The response of each mutant strain across all conditions is denoted as its “phenotypic signature”. High correlation between two phenotypic signatures is highly predictive of known indicators of functional connection between genes. Gene pairs with correlation coefficients (r) between 0.6 and 0.8 (p-value <10−34) are more than 100-fold enriched for genes sharing common operon membership, and 150-fold enriched for genes with known protein interactions determined from low-throughput experiments (www.ecocyc.org, Fig. 1D). This benchmarking analysis indicates that our phenomics dataset is biologically meaningful. Correlated phenotypic signatures also reproduce connections between curated biological pathways (Fig. S1B). For example, electron transfer components cluster tightly (e.g. nuo genes encoding NADH dehydrogenase I complex; Fig. 1C). Their clustering reflects high sensitivity to membrane-perturbing stresses including detergents, dyes and metals, and increased resistance to aminoglycosides, in agreement with early studies that illustrate decreased aminoglycoside uptake in the absence of a fully functional electron transport chain (Girgis et al., 2009; Taber et al., 1987). All three examples described in Fig. 1C are consistent with the expectation that highly correlated phenotypic signatures are biologically meaningful (r≥ 0.6 -0.8).

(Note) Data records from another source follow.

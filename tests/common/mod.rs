// SPDX-License-Identifier: MIT OR Apache-2.0

//! Shared helpers for integration tests.

use std::sync::{Mutex, Once};
use varcfg::domain::{ConfigKey, Result};
use varcfg::ports::ConfigObserver;

static TRACING: Once = Once::new();

/// Installs a test-friendly tracing subscriber once per test binary.
#[allow(dead_code)]
pub fn init_tracing() {
    TRACING.call_once(|| {
        let _ = tracing_subscriber::fmt()
            .with_test_writer()
            .with_max_level(tracing::Level::DEBUG)
            .try_init();
    });
}

/// An observer recording every notification it receives.
#[derive(Debug, Default)]
#[allow(dead_code)]
pub struct RecordingObserver {
    /// Number of `config_changed` calls
    pub changes: Mutex<usize>,
    /// `(section, name)` of every `item_changed` call, in order
    pub items: Mutex<Vec<(String, String)>>,
}

#[allow(dead_code)]
impl RecordingObserver {
    /// Returns the number of `config_changed` calls so far.
    pub fn change_count(&self) -> usize {
        *self.changes.lock().unwrap()
    }

    /// Returns a copy of the recorded items.
    pub fn items(&self) -> Vec<(String, String)> {
        self.items.lock().unwrap().clone()
    }
}

impl ConfigObserver for RecordingObserver {
    fn config_changed(&self) -> Result<()> {
        *self.changes.lock().unwrap() += 1;
        Ok(())
    }

    fn item_changed(&self, section: &ConfigKey, name: &ConfigKey) -> Result<()> {
        self.items
            .lock()
            .unwrap()
            .push((section.to_string(), name.to_string()));
        Ok(())
    }
}
// SPDX-License-Identifier: MIT OR Apache-2.0

//! Adapters layer containing format and source implementations.
//!
//! This module contains concrete implementations of the traits defined in the
//! ports layer: the INI text format, and the sources that feed a store from
//! files, environment variables and command-line arguments.

#[cfg(feature = "cli")]
pub mod cli;
#[cfg(feature = "env")]
pub mod env_var;
pub mod ini;

// Re-export adapters based on feature flags
#[cfg(feature = "cli")]
pub use cli::{CommandLineAdapter, Parameter, ParameterLookup};
#[cfg(feature = "env")]
pub use env_var::EnvVarAdapter;
pub use ini::{IniFileAdapter, IniParser, IniWriter};
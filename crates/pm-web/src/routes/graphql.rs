//! GraphQL endpoint handlers.

use async_graphql::http::GraphiQLSource;
use axum::{
    extract::State,
    response::{Html, IntoResponse},
    Json,
};

use crate::graphql;
use crate::state::AppState;

/// POST /graphql - execute a query or mutation document.
pub async fn execute(
    State(state): State<AppState>,
    Json(request): Json<async_graphql::Request>,
) -> Json<async_graphql::Response> {
    let operation = request.operation_name.clone();
    let response = graphql::execute(&state.schema, &state.store, request).await;
    if response.is_err() {
        tracing::debug!(
            ?operation,
            errors = response.errors.len(),
            "GraphQL request returned errors"
        );
    }
    Json(response)
}

/// GET /graphql - GraphiQL IDE.
pub async fn graphiql() -> impl IntoResponse {
    Html(GraphiQLSource::build().endpoint("/graphql").finish())
}
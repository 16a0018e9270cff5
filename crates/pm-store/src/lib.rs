//! PM Store
//!
//! Document persistence for clients and projects. Redis is the primary
//! backend; `MemoryStore` serves tests and throwaway servers.

pub mod client;
pub mod keys;
pub mod memory;
pub mod queries;
pub mod store;

pub use client::{RedisPool, StoreError, StoreResult, init_pool};
pub use keys::KeySpace;
pub use memory::MemoryStore;
pub use queries::clients::{ClientRow, DeletedClient};
pub use queries::projects::{ProjectPatch, ProjectRow};
pub use store::{RecordStore, RedisStore};
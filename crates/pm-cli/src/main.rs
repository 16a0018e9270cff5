//! PM CLI - GraphQL API for clients and their projects.

use anyhow::Result;
use clap::Parser;
use std::ffi::OsStr;
use std::path::{Path, PathBuf};
use tracing_subscriber::{layer::SubscriberExt, util::SubscriberInitExt};

mod commands;

use commands::{Cli, Commands};

const DEFAULT_LOG_FILE: &str = "pm-serve.log";

/// Initialize tracing, optionally mirroring output to a log file.
fn init_tracing(log_file: Option<&Path>, verbose: bool) {
    let default_filter = if verbose {
        "pm=debug,pm_web=debug,pm_core=debug,pm_store=debug,tower_http=debug"
    } else {
        "pm=info,pm_web=debug,pm_core=info,pm_store=info,tower_http=info"
    };
    let env_filter = tracing_subscriber::EnvFilter::try_from_default_env()
        .unwrap_or_else(|_| default_filter.into());

    if let Some(path) = log_file {
        let dir = path.parent().filter(|p| !p.as_os_str().is_empty()).unwrap_or(Path::new("."));
        let file_name = path.file_name().unwrap_or(OsStr::new(DEFAULT_LOG_FILE));
        let appender = tracing_appender::rolling::never(dir, file_name);

        tracing_subscriber::registry()
            .with(env_filter)
            .with(tracing_subscriber::fmt::layer())
            .with(
                tracing_subscriber::fmt::layer()
                    .with_writer(appender)
                    .with_ansi(false),
            )
            .init();
    } else {
        tracing_subscriber::registry()
            .with(env_filter)
            .with(tracing_subscriber::fmt::layer())
            .init();
    }
}

#[tokio::main]
async fn main() -> Result<()> {
    let cli = Cli::parse();

    let log_file = match &cli.command {
        Commands::Serve(args) if args.log => Some(
            args.log_file
                .clone()
                .unwrap_or_else(|| PathBuf::from(DEFAULT_LOG_FILE)),
        ),
        _ => None,
    };

    init_tracing(log_file.as_deref(), cli.verbose);

    cli.execute().await
}
//! GraphQL object types.

use async_graphql::{dataloader::DataLoader, ComplexObject, Context, Enum, Result, SimpleObject, ID};
use pm_core::client::{self, model::Client};
use pm_core::project::{self, model::Project};

use super::error::gql_error;
use super::loader::ClientLoader;
use super::store;

#[derive(Enum, Copy, Clone, Debug, PartialEq, Eq)]
#[graphql(name = "ProjectStatus", remote = "pm_core::project::model::ProjectStatus")]
pub enum ProjectStatusValue {
    NotStarted,
    Active,
    InProgress,
    Completed,
}

#[derive(SimpleObject, Clone, Debug)]
#[graphql(name = "Client", complex)]
pub struct ClientObject {
    pub id: ID,
    pub name: String,
    pub email: String,
    pub phone: String,
    pub created_at: String,
}

impl From<Client> for ClientObject {
    fn from(c: Client) -> Self {
        Self {
            id: ID(c.id),
            name: c.name,
            email: c.email,
            phone: c.phone,
            created_at: c.created_at,
        }
    }
}

#[ComplexObject]
impl ClientObject {
    /// Projects owned by this client.
    async fn projects(&self, ctx: &Context<'_>) -> Result<Vec<ProjectObject>> {
        let projects = project::list_projects_by_client(store(ctx)?.as_ref(), &self.id)
            .await
            .map_err(|e| gql_error(&e))?;
        Ok(projects.into_iter().map(ProjectObject::from).collect())
    }
}

#[derive(SimpleObject, Clone, Debug)]
#[graphql(name = "Project", complex)]
pub struct ProjectObject {
    pub id: ID,
    pub name: String,
    pub description: String,
    pub status: ProjectStatusValue,
    pub client_id: ID,
    pub created_at: String,
    pub updated_at: String,
}

impl From<Project> for ProjectObject {
    fn from(p: Project) -> Self {
        Self {
            id: ID(p.id),
            name: p.name,
            description: p.description,
            status: p.status.into(),
            client_id: ID(p.client_id),
            created_at: p.created_at,
            updated_at: p.updated_at,
        }
    }
}

#[ComplexObject]
impl ProjectObject {
    /// The owning client, or null if it no longer exists.
    async fn client(&self, ctx: &Context<'_>) -> Result<Option<ClientObject>> {
        let found = match ctx.data_opt::<DataLoader<ClientLoader>>() {
            Some(loader) => loader
                .load_one(self.client_id.0.clone())
                .await
                .map_err(|e| gql_error(&e))?,
            None => client::get_client(store(ctx)?.as_ref(), &self.client_id)
                .await
                .map_err(|e| gql_error(&e))?,
        };
        Ok(found.map(ClientObject::from))
    }
}
//! Liveness check.

use axum::Json;
use serde_json::{json, Value};

/// GET /health
pub async fn health() -> Json<Value> {
    Json(json!({ "status": "ok" }))
}
//! Centralized error types for PM.

use thiserror::Error;

/// Main error type for PM operations.
#[derive(Error, Debug)]
pub enum PmError {
    #[error("Client not found: {0}")]
    ClientNotFound(String),

    #[error("Project not found: {0}")]
    ProjectNotFound(String),

    #[error("Validation error: {0}")]
    ValidationError(String),

    #[error("Store error: {0}")]
    Store(#[from] pm_store::StoreError),
}

/// Result type for PM operations.
pub type PmResult<T> = Result<T, PmError>;

impl PmError {
    /// Create a validation error.
    pub fn validation(msg: impl Into<String>) -> Self {
        Self::ValidationError(msg.into())
    }

    /// Whether the error means the addressed record does not exist.
    pub fn is_not_found(&self) -> bool {
        matches!(
            self,
            Self::ClientNotFound(_)
                | Self::ProjectNotFound(_)
                | Self::Store(pm_store::StoreError::NotFound(_))
        )
    }
}
//! CLI command definitions and handlers.

use anyhow::Result;
use clap::{Parser, Subcommand};

pub mod schema;
pub mod serve;

/// PM - GraphQL API for clients and their projects
#[derive(Parser)]
#[command(name = "pm")]
#[command(author, version, about, long_about = None)]
#[command(propagate_version = true)]
pub struct Cli {
    /// Enable verbose output
    #[arg(short, long, global = true)]
    pub verbose: bool,

    #[command(subcommand)]
    pub command: Commands,
}

#[derive(Subcommand)]
pub enum Commands {
    /// Start the GraphQL server
    Serve(serve::ServeArgs),

    /// Print the GraphQL schema (SDL)
    Schema,
}

impl Cli {
    pub async fn execute(self) -> Result<()> {
        match self.command {
            Commands::Serve(args) => serve::execute(args).await,
            Commands::Schema => schema::execute(),
        }
    }
}

#[cfg(test)]
mod tests {
    use super::*;
    use clap::CommandFactory;

    #[test]
    fn test_cli_definition() {
        Cli::command().debug_assert();
    }

    #[test]
    fn test_serve_defaults() {
        let cli = Cli::try_parse_from(["pm", "serve"]).unwrap();
        let Commands::Serve(args) = cli.command else {
            panic!("expected serve");
        };
        // PORT/HOST/REDIS_URL may be set in the environment running the tests.
        if std::env::var_os("PORT").is_none() {
            assert_eq!(args.port, 5000);
        }
        if std::env::var_os("HOST").is_none() {
            assert_eq!(args.host, "0.0.0.0");
        }
        assert!(!args.memory);
    }

    #[test]
    fn test_serve_flags() {
        let cli = Cli::try_parse_from([
            "pm", "serve", "--port", "8080", "--host", "127.0.0.1", "--memory", "--graphiql",
        ])
        .unwrap();
        let Commands::Serve(args) = cli.command else {
            panic!("expected serve");
        };
        assert_eq!(args.port, 8080);
        assert_eq!(args.host, "127.0.0.1");
        assert!(args.memory);
        assert!(args.graphiql);
    }
}
//! GraphQL API over clients and projects.
//!
//! ```graphql
//! mutation {
//!   addClient(name: "Ada", email: "ada@example.com", phone: "555-0100") { id }
//! }
//!
//! query {
//!   projects {
//!     name
//!     status
//!     client { name email }
//!   }
//! }
//! ```

mod error;
mod loader;
mod mutation;
mod query;
mod types;

pub use error::{error_code, gql_error, BAD_USER_INPUT, NOT_FOUND, STORE_ERROR};
pub use loader::ClientLoader;
pub use mutation::MutationRoot;
pub use query::QueryRoot;
pub use types::{ClientObject, ProjectObject, ProjectStatusValue};

use async_graphql::dataloader::DataLoader;
use async_graphql::{Context, EmptySubscription, Request, Response, Schema};

use crate::state::SharedStore;

/// The full GraphQL schema type.
pub type PmSchema = Schema<QueryRoot, MutationRoot, EmptySubscription>;

/// Build the schema with the store injected as context data.
pub fn build_schema(store: SharedStore) -> PmSchema {
    Schema::build(QueryRoot, MutationRoot, EmptySubscription)
        .data(store)
        .finish()
}

/// Schema Definition Language for the API.
pub fn sdl() -> String {
    Schema::build(QueryRoot, MutationRoot, EmptySubscription).finish().sdl()
}

/// Execute one request with a fresh per-request client loader.
pub async fn execute(schema: &PmSchema, store: &SharedStore, request: Request) -> Response {
    let loader = DataLoader::new(ClientLoader::new(store.clone()), tokio::spawn);
    schema.execute(request.data(loader)).await
}

fn store<'a>(ctx: &Context<'a>) -> async_graphql::Result<&'a SharedStore> {
    ctx.data::<SharedStore>()
}
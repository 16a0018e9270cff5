//! Web server command.

use anyhow::{Context, Result};
use clap::Args;
use colored::Colorize;
use std::path::PathBuf;
use std::sync::Arc;

use pm_store::{MemoryStore, RedisStore};
use pm_web::{ServerConfig, SharedStore};

#[derive(Args)]
pub struct ServeArgs {
    /// Port to listen on
    #[arg(long, env = "PORT", default_value = "5000")]
    pub port: u16,

    /// Host to bind to
    #[arg(long, env = "HOST", default_value = "0.0.0.0")]
    pub host: String,

    /// Redis connection URL
    #[arg(long, env = "REDIS_URL", default_value = "redis://127.0.0.1:6379")]
    pub redis_url: String,

    /// Keep records in process memory instead of Redis (lost on exit)
    #[arg(long)]
    pub memory: bool,

    /// Serve the GraphiQL IDE on GET /graphql
    #[arg(long, env = "GRAPHIQL")]
    pub graphiql: bool,

    /// Also write logs to a file
    #[arg(long)]
    pub log: bool,

    /// Log file path (defaults to ./pm-serve.log)
    #[arg(long, requires = "log")]
    pub log_file: Option<PathBuf>,
}

pub async fn execute(args: ServeArgs) -> Result<()> {
    let (store, backend): (SharedStore, String) = if args.memory {
        tracing::warn!("Using in-memory store; records are lost on exit");
        (Arc::new(MemoryStore::new()), "memory".to_string())
    } else {
        let store = RedisStore::connect(&args.redis_url)
            .await
            .with_context(|| format!("Failed to connect to Redis at {}", args.redis_url))?;
        (Arc::new(store), args.redis_url.clone())
    };

    println!();
    println!("  {} {}", "PM".cyan().bold(), "GraphQL Server".bold());
    println!();
    println!("  {}  http://{}:{}/graphql", "GraphQL".green(), args.host, args.port);
    if args.graphiql {
        println!("  {} http://{}:{}/graphql", "GraphiQL".green(), args.host, args.port);
    }
    println!("  {}    {}", "Store".green(), backend);
    println!();
    println!("  {}", "Ctrl+C to stop".dimmed());
    println!();

    let config = ServerConfig {
        host: args.host,
        port: args.port,
        graphiql: args.graphiql,
    };
    pm_web::run_server(store, config).await?;

    Ok(())
}
//! Mutation root.

use async_graphql::{Context, Object, Result, ID};
use pm_core::project::model::ProjectUpdate;
use pm_core::{client, project};

use super::error::gql_error;
use super::store;
use super::types::{ClientObject, ProjectObject, ProjectStatusValue};

#[derive(Default)]
pub struct MutationRoot;

#[Object]
impl MutationRoot {
    async fn add_client(
        &self,
        ctx: &Context<'_>,
        name: String,
        email: String,
        phone: String,
    ) -> Result<Option<ClientObject>> {
        let created = client::create_client(store(ctx)?.as_ref(), &name, &email, &phone)
            .await
            .map_err(|e| gql_error(&e))?;
        Ok(Some(created.into()))
    }

    /// Delete a client and every project it owns. Null if the client did not exist.
    async fn delete_client(&self, ctx: &Context<'_>, id: ID) -> Result<Option<ClientObject>> {
        let deleted = client::delete_client(store(ctx)?.as_ref(), &id)
            .await
            .map_err(|e| gql_error(&e))?;
        Ok(deleted.map(ClientObject::from))
    }

    /// Create a project; `status` defaults to `NOT_STARTED`.
    async fn add_project(
        &self,
        ctx: &Context<'_>,
        name: String,
        description: String,
        status: Option<ProjectStatusValue>,
        client_id: ID,
    ) -> Result<Option<ProjectObject>> {
        let created = project::create_project(
            store(ctx)?.as_ref(),
            &name,
            &description,
            status.map(Into::into),
            &client_id,
        )
        .await
        .map_err(|e| gql_error(&e))?;
        Ok(Some(created.into()))
    }

    async fn delete_project(&self, ctx: &Context<'_>, id: ID) -> Result<Option<ProjectObject>> {
        let deleted = project::delete_project(store(ctx)?.as_ref(), &id)
            .await
            .map_err(|e| gql_error(&e))?;
        Ok(deleted.map(ProjectObject::from))
    }

    /// Change only the supplied fields of an existing project.
    async fn update_project(
        &self,
        ctx: &Context<'_>,
        id: ID,
        name: Option<String>,
        description: Option<String>,
        status: Option<ProjectStatusValue>,
    ) -> Result<Option<ProjectObject>> {
        let update = ProjectUpdate {
            name: name.as_deref(),
            description: description.as_deref(),
            status: status.map(Into::into),
        };
        let updated = project::update_project(store(ctx)?.as_ref(), &id, update)
            .await
            .map_err(|e| gql_error(&e))?;
        Ok(Some(updated.into()))
    }
}
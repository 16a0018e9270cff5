//! Project management.

pub mod model;

use crate::error::{PmError, PmResult};
use crate::validate;
use model::{Project, ProjectStatus, ProjectUpdate};
use pm_store::{ProjectRow, RecordStore, StoreError};
use uuid::Uuid;

/// Create a project for an existing client.
///
/// `status` defaults to [`ProjectStatus::NotStarted`].
pub async fn create_project(
    store: &dyn RecordStore,
    name: &str,
    description: &str,
    status: Option<ProjectStatus>,
    client_id: &str,
) -> PmResult<Project> {
    let name = validate::required("name", name)?;
    let description = validate::required("description", description)?;
    let client_id = validate::required("clientId", client_id)?;

    let id = Uuid::new_v4().to_string();
    let status = status.unwrap_or_default();
    let row = ProjectRow::new(&id, client_id, name, description, status.as_str());
    // The store checks the client in the same step as the insert.
    store.create_project(&row).await.map_err(|e| match e {
        StoreError::MissingReference(_) => {
            PmError::validation(format!("Client does not exist: {}", client_id))
        }
        e => PmError::Store(e),
    })?;

    tracing::info!(project_id = %id, client_id = %client_id, "Project created");
    Ok(Project::from_row(row))
}

/// Get a project by ID.
pub async fn get_project(store: &dyn RecordStore, id: &str) -> PmResult<Option<Project>> {
    let row = store.get_project(id).await?;
    Ok(row.map(Project::from_row))
}

/// List all projects.
pub async fn list_projects(store: &dyn RecordStore) -> PmResult<Vec<Project>> {
    let rows = store.list_projects().await?;
    Ok(rows.into_iter().map(Project::from_row).collect())
}

/// List the projects owned by a client.
pub async fn list_projects_by_client(
    store: &dyn RecordStore,
    client_id: &str,
) -> PmResult<Vec<Project>> {
    let rows = store.list_projects_by_client(client_id).await?;
    Ok(rows.into_iter().map(Project::from_row).collect())
}

/// Apply a partial update; only the supplied fields change. The store
/// merges the fields itself, so concurrent updates of different fields
/// all survive.
///
/// # Errors
///
/// `PmError::ProjectNotFound` if `id` does not exist. No record is created.
pub async fn update_project(
    store: &dyn RecordStore,
    id: &str,
    update: ProjectUpdate<'_>,
) -> PmResult<Project> {
    let update = ProjectUpdate {
        name: validate::optional("name", update.name)?,
        description: validate::optional("description", update.description)?,
        status: update.status,
    };

    if update.is_empty() {
        return store
            .get_project(id)
            .await?
            .map(Project::from_row)
            .ok_or_else(|| PmError::ProjectNotFound(id.to_string()));
    }

    let row = store
        .update_project(id, &update.to_patch())
        .await
        .map_err(|e| match e {
            StoreError::NotFound(_) => PmError::ProjectNotFound(id.to_string()),
            e => PmError::Store(e),
        })?;

    tracing::info!(project_id = %id, "Project updated");
    Ok(Project::from_row(row))
}

/// Delete a project. Returns `None` if it did not exist.
pub async fn delete_project(store: &dyn RecordStore, id: &str) -> PmResult<Option<Project>> {
    let row = store.delete_project(id).await?;
    if row.is_some() {
        tracing::info!(project_id = %id, "Project deleted");
    }
    Ok(row.map(Project::from_row))
}

#[cfg(test)]
mod tests {
    use super::*;
    use crate::client;
    use pm_store::MemoryStore;

    async fn with_client() -> (MemoryStore, String) {
        let store = MemoryStore::new();
        let ada = client::create_client(&store, "Ada", "ada@example.com", "1")
            .await
            .unwrap();
        (store, ada.id)
    }

    #[tokio::test]
    async fn test_default_status() {
        let (store, client_id) = with_client().await;
        let project = create_project(&store, "Engine", "Analytical", None, &client_id)
            .await
            .unwrap();
        assert_eq!(project.status, ProjectStatus::NotStarted);

        let stored = get_project(&store, &project.id).await.unwrap().unwrap();
        assert_eq!(stored.status, ProjectStatus::NotStarted);
        assert_eq!(stored.client_id, client_id);
    }

    #[tokio::test]
    async fn test_create_requires_existing_client() {
        let (store, _) = with_client().await;
        let err = create_project(&store, "Engine", "Analytical", None, "ghost")
            .await
            .unwrap_err();
        assert!(matches!(err, PmError::ValidationError(_)));
        assert!(list_projects(&store).await.unwrap().is_empty());
    }

    #[tokio::test]
    async fn test_create_after_client_deleted_is_rejected() {
        let (store, client_id) = with_client().await;
        client::delete_client(&store, &client_id).await.unwrap();
        let err = create_project(&store, "Engine", "Analytical", None, &client_id)
            .await
            .unwrap_err();
        assert!(matches!(err, PmError::ValidationError(msg) if msg.contains(&client_id)));
        assert!(list_projects(&store).await.unwrap().is_empty());
    }

    #[tokio::test]
    async fn test_update_keeps_unrecognised_stored_status() {
        let (store, client_id) = with_client().await;
        let row = ProjectRow::new("legacy", &client_id, "Old", "Imported", "archived");
        store.create_project(&row).await.unwrap();

        let update = ProjectUpdate {
            name: Some("Renamed"),
            ..Default::default()
        };
        update_project(&store, "legacy", update).await.unwrap();

        let stored = store.get_project("legacy").await.unwrap().unwrap();
        assert_eq!(stored.name, "Renamed");
        assert_eq!(stored.status, "archived");
    }

    #[tokio::test]
    async fn test_concurrent_updates_of_different_fields() {
        let (store, client_id) = with_client().await;
        let project = create_project(&store, "Engine", "Analytical", None, &client_id)
            .await
            .unwrap();

        let rename = ProjectUpdate {
            name: Some("Renamed"),
            ..Default::default()
        };
        let finish = ProjectUpdate {
            status: Some(ProjectStatus::Completed),
            ..Default::default()
        };
        let (a, b) = tokio::join!(
            update_project(&store, &project.id, rename),
            update_project(&store, &project.id, finish)
        );
        a.unwrap();
        b.unwrap();

        let stored = get_project(&store, &project.id).await.unwrap().unwrap();
        assert_eq!(stored.name, "Renamed");
        assert_eq!(stored.status, ProjectStatus::Completed);
    }

    #[tokio::test]
    async fn test_update_status_only() {
        let (store, client_id) = with_client().await;
        let status = Some(ProjectStatus::Active);
        let project = create_project(&store, "Engine", "Analytical", status, &client_id)
            .await
            .unwrap();

        let updated = update_project(
            &store,
            &project.id,
            ProjectUpdate {
                status: Some(ProjectStatus::Completed),
                ..Default::default()
            },
        )
        .await
        .unwrap();

        assert_eq!(updated.status, ProjectStatus::Completed);
        assert_eq!(updated.name, "Engine");
        assert_eq!(updated.description, "Analytical");

        let stored = get_project(&store, &project.id).await.unwrap().unwrap();
        assert_eq!(stored, updated);
    }

    #[tokio::test]
    async fn test_update_missing_is_error_and_creates_nothing() {
        let (store, _) = with_client().await;
        let err = update_project(
            &store,
            "ghost",
            ProjectUpdate {
                name: Some("New"),
                ..Default::default()
            },
        )
        .await
        .unwrap_err();
        assert!(matches!(err, PmError::ProjectNotFound(_)));
        assert!(err.is_not_found());
        assert!(list_projects(&store).await.unwrap().is_empty());
    }

    #[tokio::test]
    async fn test_update_rejects_blank_name() {
        let (store, client_id) = with_client().await;
        let project = create_project(&store, "Engine", "Analytical", None, &client_id)
            .await
            .unwrap();
        let err = update_project(
            &store,
            &project.id,
            ProjectUpdate {
                name: Some("  "),
                ..Default::default()
            },
        )
        .await
        .unwrap_err();
        assert!(matches!(err, PmError::ValidationError(_)));
        let stored = get_project(&store, &project.id).await.unwrap().unwrap();
        assert_eq!(stored.name, "Engine");
    }

    #[tokio::test]
    async fn test_empty_update_returns_current() {
        let (store, client_id) = with_client().await;
        let project = create_project(&store, "Engine", "Analytical", None, &client_id)
            .await
            .unwrap();
        let same = update_project(&store, &project.id, ProjectUpdate::default()).await.unwrap();
        assert_eq!(same, project);
    }

    #[tokio::test]
    async fn test_delete_missing_returns_none() {
        let (store, _) = with_client().await;
        assert!(delete_project(&store, "ghost").await.unwrap().is_none());
    }

    #[tokio::test]
    async fn test_delete_then_gone() {
        let (store, client_id) = with_client().await;
        let project = create_project(&store, "Engine", "Analytical", None, &client_id)
            .await
            .unwrap();
        let deleted = delete_project(&store, &project.id).await.unwrap().unwrap();
        assert_eq!(deleted.id, project.id);
        assert!(get_project(&store, &project.id).await.unwrap().is_none());
        assert!(list_projects_by_client(&store, &client_id).await.unwrap().is_empty());
    }
}
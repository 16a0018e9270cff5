//! Project domain models.

use pm_store::{ProjectPatch, ProjectRow};

/// A project owned by a client.
#[derive(Debug, Clone, PartialEq, Eq)]
pub struct Project {
    pub id: String,
    pub client_id: String,
    pub name: String,
    pub description: String,
    pub status: ProjectStatus,
    pub created_at: String,
    pub updated_at: String,
}

impl Project {
    /// Create from a store row. An unrecognised stored status reads as
    /// [`ProjectStatus::NotStarted`]; the stored label itself is left alone.
    pub fn from_row(row: ProjectRow) -> Self {
        let status = ProjectStatus::parse(&row.status).unwrap_or_else(|| {
            tracing::warn!(project_id = %row.id, status = %row.status, "Unknown stored status");
            ProjectStatus::default()
        });

        Self {
            id: row.id,
            client_id: row.client_id,
            name: row.name,
            description: row.description,
            status,
            created_at: row.created_at,
            updated_at: row.updated_at,
        }
    }
}

/// Project lifecycle label.
#[derive(Debug, Clone, Copy, Default, PartialEq, Eq, Hash)]
pub enum ProjectStatus {
    #[default]
    NotStarted,
    Active,
    InProgress,
    Completed,
}

impl ProjectStatus {
    /// Parse a stored label.
    pub fn parse(s: &str) -> Option<Self> {
        match s.trim().to_lowercase().as_str() {
            "not started" => Some(Self::NotStarted),
            "active" => Some(Self::Active),
            "in progress" => Some(Self::InProgress),
            "completed" => Some(Self::Completed),
            _ => None,
        }
    }

    /// The label written to the store.
    pub fn as_str(&self) -> &'static str {
        match self {
            Self::NotStarted => "not started",
            Self::Active => "active",
            Self::InProgress => "in progress",
            Self::Completed => "completed",
        }
    }
}

/// Fields of a partial project update. `None` leaves a field unchanged.
#[derive(Debug, Clone, Copy, Default)]
pub struct ProjectUpdate<'a> {
    pub name: Option<&'a str>,
    pub description: Option<&'a str>,
    pub status: Option<ProjectStatus>,
}

impl ProjectUpdate<'_> {
    pub fn is_empty(&self) -> bool {
        self.name.is_none() && self.description.is_none() && self.status.is_none()
    }

    /// The store-side patch carrying only the supplied fields.
    pub(crate) fn to_patch(self) -> ProjectPatch {
        ProjectPatch {
            name: self.name.map(str::to_string),
            description: self.description.map(str::to_string),
            status: self.status.map(|s| s.as_str().to_string()),
        }
    }
}

#[cfg(test)]
mod tests {
    use super::*;

    #[test]
    fn test_status_labels() {
        for status in [
            ProjectStatus::NotStarted,
            ProjectStatus::Active,
            ProjectStatus::InProgress,
            ProjectStatus::Completed,
        ] {
            assert_eq!(ProjectStatus::parse(status.as_str()), Some(status));
        }
        assert_eq!(ProjectStatus::parse("In Progress"), Some(ProjectStatus::InProgress));
        assert_eq!(ProjectStatus::parse("archived"), None);
        assert_eq!(ProjectStatus::default(), ProjectStatus::NotStarted);
    }

    #[test]
    fn test_unknown_stored_status_falls_back() {
        let row = ProjectRow::new("p1", "c1", "Engine", "Analytical", "archived");
        assert_eq!(Project::from_row(row).status, ProjectStatus::NotStarted);
    }

    #[test]
    fn test_patch_only_carries_supplied_fields() {
        let patch = ProjectUpdate {
            status: Some(ProjectStatus::InProgress),
            ..Default::default()
        }
        .to_patch();
        assert_eq!(patch.status.as_deref(), Some("in progress"));
        assert!(patch.name.is_none());
        assert!(patch.description.is_none());
    }
}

Phenomic profiling defines Responsive and Conditionally-Essential Genes

A central goal of this study was to systematically evaluate the impact of every gene deletion on E. coli fitness in diverse environments, as few gene deletions in E. coli have robust reported growth phenotypes and only 8% of the genes are essential in rich media (Baba et al., 2006; Yamamoto et al., 2009). We used a statistical method to define a reliable phenotype. Briefly, we standardized the interquartile range of the distribution of scores for each screen and then determined the probability that each condition-gene interaction represented a true phenotype using a normal cumulative distribution function (see Experimental Procedures). Using a 5% probability that these phenotypes arose by chance as a cut-off (false discovery rate (FDR) ≤5%), 49% of all strains tested (1957/3979 strains; Fig. 2A) had one or more phenotypes. We refer to these genes as the “responsive genome”. This “responsive genome” is a work in progress, as it is limited to genes whose removal causes growth phenotypes in response to the stresses tested. Expanding the stresses tested and/or the readout (e.g. motility) will certainly increase this number (Girgis et al., 2007). A cumulative plot of the number of individual phenotypes per strain shows that very few genes have many phenotypes. Multi-Stress Responsive (MSR) strains (≥30 phenotypes; Table S3) participate in many cellular processes, suggesting that our stresses encompassed diverse cellular challenges (Fig. 2B). With a stringent cut-off of 5% FDR, the maximum number of phenotypes from a single screen was 173 (~4% strains; Fig. S2A), and the total number of phenotypes (13497) represent ~1% of all condition-gene pairs tested. Overall, 80% of the phenotypes were negative (gene deletion more sensitive) and 20% positive (gene deletion more resistant), consistent with recent genetic interaction analyses in S. cerevisiae (Fiedler et al., 2009) and S. pombe (Roguev et al., 2008). This suggests that removal of a gene product is more likely to decrease than enhance resistance to stress (Fig. S2B). In summary, our analysis captured numerous highly specific condition-gene responses. Clearly, this dataset can be used to assign more phenotypes at a lower confidence level. Indeed, a recent chemical genomics dataset in S. cerevisiae reported phenotypes for more than 95% of gene deletions tested, many stemming from a handful of severe stresses (Hillenmeyer et al., 2008).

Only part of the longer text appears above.